> _What is being asked_: Retype every entry below exactly as it stands.
Task data Block Start
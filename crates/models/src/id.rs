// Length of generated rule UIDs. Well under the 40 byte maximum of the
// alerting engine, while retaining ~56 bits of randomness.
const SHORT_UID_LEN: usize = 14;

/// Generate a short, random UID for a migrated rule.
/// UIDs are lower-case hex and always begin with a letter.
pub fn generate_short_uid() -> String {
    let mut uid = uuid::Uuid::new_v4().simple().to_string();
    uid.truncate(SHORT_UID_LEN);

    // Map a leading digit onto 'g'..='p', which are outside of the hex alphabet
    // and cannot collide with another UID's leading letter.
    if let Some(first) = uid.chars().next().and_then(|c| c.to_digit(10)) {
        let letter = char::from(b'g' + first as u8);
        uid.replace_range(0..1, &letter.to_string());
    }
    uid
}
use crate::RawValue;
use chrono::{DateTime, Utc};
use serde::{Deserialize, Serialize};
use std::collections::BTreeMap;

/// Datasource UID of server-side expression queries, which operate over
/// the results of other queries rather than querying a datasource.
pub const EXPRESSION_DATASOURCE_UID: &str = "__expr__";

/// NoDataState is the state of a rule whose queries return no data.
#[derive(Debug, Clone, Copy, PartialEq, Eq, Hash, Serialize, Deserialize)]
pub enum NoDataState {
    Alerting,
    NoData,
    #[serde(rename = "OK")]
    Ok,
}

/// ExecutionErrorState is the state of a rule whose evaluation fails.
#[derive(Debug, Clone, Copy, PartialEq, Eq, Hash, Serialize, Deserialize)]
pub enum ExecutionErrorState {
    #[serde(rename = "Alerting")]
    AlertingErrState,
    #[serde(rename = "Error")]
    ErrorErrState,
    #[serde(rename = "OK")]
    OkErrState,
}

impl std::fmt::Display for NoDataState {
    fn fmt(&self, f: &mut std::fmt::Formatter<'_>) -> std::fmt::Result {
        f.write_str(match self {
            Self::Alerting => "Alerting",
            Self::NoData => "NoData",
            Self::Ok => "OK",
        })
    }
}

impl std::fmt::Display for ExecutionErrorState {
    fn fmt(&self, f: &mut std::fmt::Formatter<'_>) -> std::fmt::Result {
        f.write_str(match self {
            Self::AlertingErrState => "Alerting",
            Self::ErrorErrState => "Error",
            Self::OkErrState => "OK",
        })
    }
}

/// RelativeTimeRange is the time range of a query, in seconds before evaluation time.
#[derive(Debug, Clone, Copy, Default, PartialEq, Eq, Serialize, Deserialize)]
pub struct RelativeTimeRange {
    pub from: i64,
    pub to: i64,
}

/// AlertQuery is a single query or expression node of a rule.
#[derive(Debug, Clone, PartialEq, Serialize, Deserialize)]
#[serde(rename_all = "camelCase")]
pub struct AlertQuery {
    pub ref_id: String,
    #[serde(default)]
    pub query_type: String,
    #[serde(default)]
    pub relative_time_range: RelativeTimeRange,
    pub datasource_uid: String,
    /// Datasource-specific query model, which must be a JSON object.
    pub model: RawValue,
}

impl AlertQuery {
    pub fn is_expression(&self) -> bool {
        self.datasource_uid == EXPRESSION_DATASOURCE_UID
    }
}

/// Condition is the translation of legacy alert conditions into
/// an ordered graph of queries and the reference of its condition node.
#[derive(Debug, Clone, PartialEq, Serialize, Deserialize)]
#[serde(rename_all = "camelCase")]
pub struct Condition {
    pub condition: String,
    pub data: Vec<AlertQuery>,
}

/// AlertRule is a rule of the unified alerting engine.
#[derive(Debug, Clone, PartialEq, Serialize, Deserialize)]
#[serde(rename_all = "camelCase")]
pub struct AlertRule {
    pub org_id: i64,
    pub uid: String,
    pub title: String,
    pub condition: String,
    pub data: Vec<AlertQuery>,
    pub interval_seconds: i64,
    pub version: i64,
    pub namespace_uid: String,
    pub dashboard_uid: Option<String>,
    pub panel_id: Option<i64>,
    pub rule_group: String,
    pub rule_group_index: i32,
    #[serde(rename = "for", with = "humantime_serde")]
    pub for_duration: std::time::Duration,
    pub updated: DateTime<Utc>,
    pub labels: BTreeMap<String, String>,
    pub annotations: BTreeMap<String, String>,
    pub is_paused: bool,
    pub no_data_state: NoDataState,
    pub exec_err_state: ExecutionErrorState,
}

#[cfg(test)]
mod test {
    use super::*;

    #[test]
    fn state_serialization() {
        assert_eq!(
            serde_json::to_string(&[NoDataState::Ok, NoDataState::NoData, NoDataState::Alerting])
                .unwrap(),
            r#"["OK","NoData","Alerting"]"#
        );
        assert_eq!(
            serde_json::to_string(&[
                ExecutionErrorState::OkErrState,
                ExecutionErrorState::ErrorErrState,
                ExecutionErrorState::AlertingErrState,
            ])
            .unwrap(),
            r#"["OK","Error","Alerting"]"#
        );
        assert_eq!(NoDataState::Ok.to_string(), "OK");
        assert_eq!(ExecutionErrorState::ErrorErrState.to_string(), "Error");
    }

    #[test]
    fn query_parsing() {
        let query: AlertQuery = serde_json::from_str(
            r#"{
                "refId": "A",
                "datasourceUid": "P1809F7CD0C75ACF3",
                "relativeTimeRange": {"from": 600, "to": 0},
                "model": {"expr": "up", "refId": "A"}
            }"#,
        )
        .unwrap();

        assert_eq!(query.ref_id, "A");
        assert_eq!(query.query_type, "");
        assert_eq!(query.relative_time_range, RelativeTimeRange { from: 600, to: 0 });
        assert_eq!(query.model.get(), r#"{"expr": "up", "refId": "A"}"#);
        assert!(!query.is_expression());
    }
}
Task data Block End
> _Written answer_:
filename crates/models/src/id.rs
// Length of generated rule UIDs. Well under the 40 byte maximum of the
// alerting engine, while retaining ~56 bits of randomness.
const SHORT_UID_LEN: usize = 14;

/// Generate a short, random UID for a migrated rule.
/// UIDs are lower-case hex and always begin with a letter.
pub fn generate_short_uid() -> String {
    let mut uid = uuid::Uuid::new_v4().simple().to_string();
    uid.truncate(SHORT_UID_LEN);

    // Map a leading digit onto 'g'..='p', which are outside of the hex alphabet
    // and cannot collide with another UID's leading letter.
    if let Some(first) = uid.chars().next().and_then(|c| c.to_digit(10)) {
        let letter = char::from(b'g' + first as u8);
        uid.replace_range(0..1, &letter.to_string());
    }
    uid
}
use crate::RawValue;
use chrono::{DateTime, Utc};
use serde::{Deserialize, Serialize};
use std::collections::BTreeMap;

/// Datasource UID of server-side expression queries, which operate over
/// the results of other queries rather than querying a datasource.
pub const EXPRESSION_DATASOURCE_UID: &str = "__expr__";

/// NoDataState is the state of a rule whose queries return no data.
#[derive(Debug, Clone, Copy, PartialEq, Eq, Hash, Serialize, Deserialize)]
pub enum NoDataState {
    Alerting,
    NoData,
    #[serde(rename = "OK")]
    Ok,
}

/// ExecutionErrorState is the state of a rule whose evaluation fails.
#[derive(Debug, Clone, Copy, PartialEq, Eq, Hash, Serialize, Deserialize)]
pub enum ExecutionErrorState {
    #[serde(rename = "Alerting")]
    AlertingErrState,
    #[serde(rename = "Error")]
    ErrorErrState,
    #[serde(rename = "OK")]
    OkErrState,
}

impl std::fmt::Display for NoDataState {
    fn fmt(&self, f: &mut std::fmt::Formatter<'_>) -> std::fmt::Result {
        f.write_str(match self {
            Self::Alerting => "Alerting",
            Self::NoData => "NoData",
            Self::Ok => "OK",
        })
    }
}

impl std::fmt::Display for ExecutionErrorState {
    fn fmt(&self, f: &mut std::fmt::Formatter<'_>) -> std::fmt::Result {
        f.write_str(match self {
            Self::AlertingErrState => "Alerting",
            Self::ErrorErrState => "Error",
            Self::OkErrState => "OK",
        })
    }
}

/// RelativeTimeRange is the time range of a query, in seconds before evaluation time.
#[derive(Debug, Clone, Copy, Default, PartialEq, Eq, Serialize, Deserialize)]
pub struct RelativeTimeRange {
    pub from: i64,
    pub to: i64,
}

/// AlertQuery is a single query or expression node of a rule.
#[derive(Debug, Clone, PartialEq, Serialize, Deserialize)]
#[serde(rename_all = "camelCase")]
pub struct AlertQuery {
    pub ref_id: String,
    #[serde(default)]
    pub query_type: String,
    #[serde(default)]
    pub relative_time_range: RelativeTimeRange,
    pub datasource_uid: String,
    /// Datasource-specific query model, which must be a JSON object.
    pub model: RawValue,
}

impl AlertQuery {
    pub fn is_expression(&self) -> bool {
        self.datasource_uid == EXPRESSION_DATASOURCE_UID
    }
}

/// Condition is the translation of legacy alert conditions into
/// an ordered graph of queries and the reference of its condition node.
#[derive(Debug, Clone, PartialEq, Serialize, Deserialize)]
#[serde(rename_all = "camelCase")]
pub struct Condition {
    pub condition: String,
    pub data: Vec<AlertQuery>,
}

/// AlertRule is a rule of the unified alerting engine.
#[derive(Debug, Clone, PartialEq, Serialize, Deserialize)]
#[serde(rename_all = "camelCase")]
pub struct AlertRule {
    pub org_id: i64,
    pub uid: String,
    pub title: String,
    pub condition: String,
    pub data: Vec<AlertQuery>,
    pub interval_seconds: i64,
    pub version: i64,
    pub namespace_uid: String,
    pub dashboard_uid: Option<String>,
    pub panel_id: Option<i64>,
    pub rule_group: String,
    pub rule_group_index: i32,
    #[serde(rename = "for", with = "humantime_serde")]
    pub for_duration: std::time::Duration,
    pub updated: DateTime<Utc>,
    pub labels: BTreeMap<String, String>,
    pub annotations: BTreeMap<String, String>,
    pub is_paused: bool,
    pub no_data_state: NoDataState,
    pub exec_err_state: ExecutionErrorState,
}

#[cfg(test)]
mod test {
    use super::*;

    #[test]
    fn state_serialization() {
        assert_eq!(
            serde_json::to_string(&[NoDataState::Ok, NoDataState::NoData, NoDataState::Alerting])
                .unwrap(),
            r#"["OK","NoData","Alerting"]"#
        );
        assert_eq!(
            serde_json::to_string(&[
                ExecutionErrorState::OkErrState,
                ExecutionErrorState::ErrorErrState,
                ExecutionErrorState::AlertingErrState,
            ])
            .unwrap(),
            r#"["OK","Error","Alerting"]"#
        );
        assert_eq!(NoDataState::Ok.to_string(), "OK");
        assert_eq!(ExecutionErrorState::ErrorErrState.to_string(), "Error");
    }

    #[test]
    fn query_parsing() {
        let query: AlertQuery = serde_json::from_str(
            r#"{
                "refId": "A",
                "datasourceUid": "P1809F7CD0C75ACF3",
                "relativeTimeRange": {"from": 600, "to": 0},
                "model": {"expr": "up", "refId": "A"}
            }"#,
        )
        .unwrap();

        assert_eq!(query.ref_id, "A");
        assert_eq!(query.query_type, "");
        assert_eq!(query.relative_time_range, RelativeTimeRange { from: 600, to: 0 });
        assert_eq!(query.model.get(), r#"{"expr": "up", "refId": "A"}"#);
        assert!(!query.is_expression());
    }
}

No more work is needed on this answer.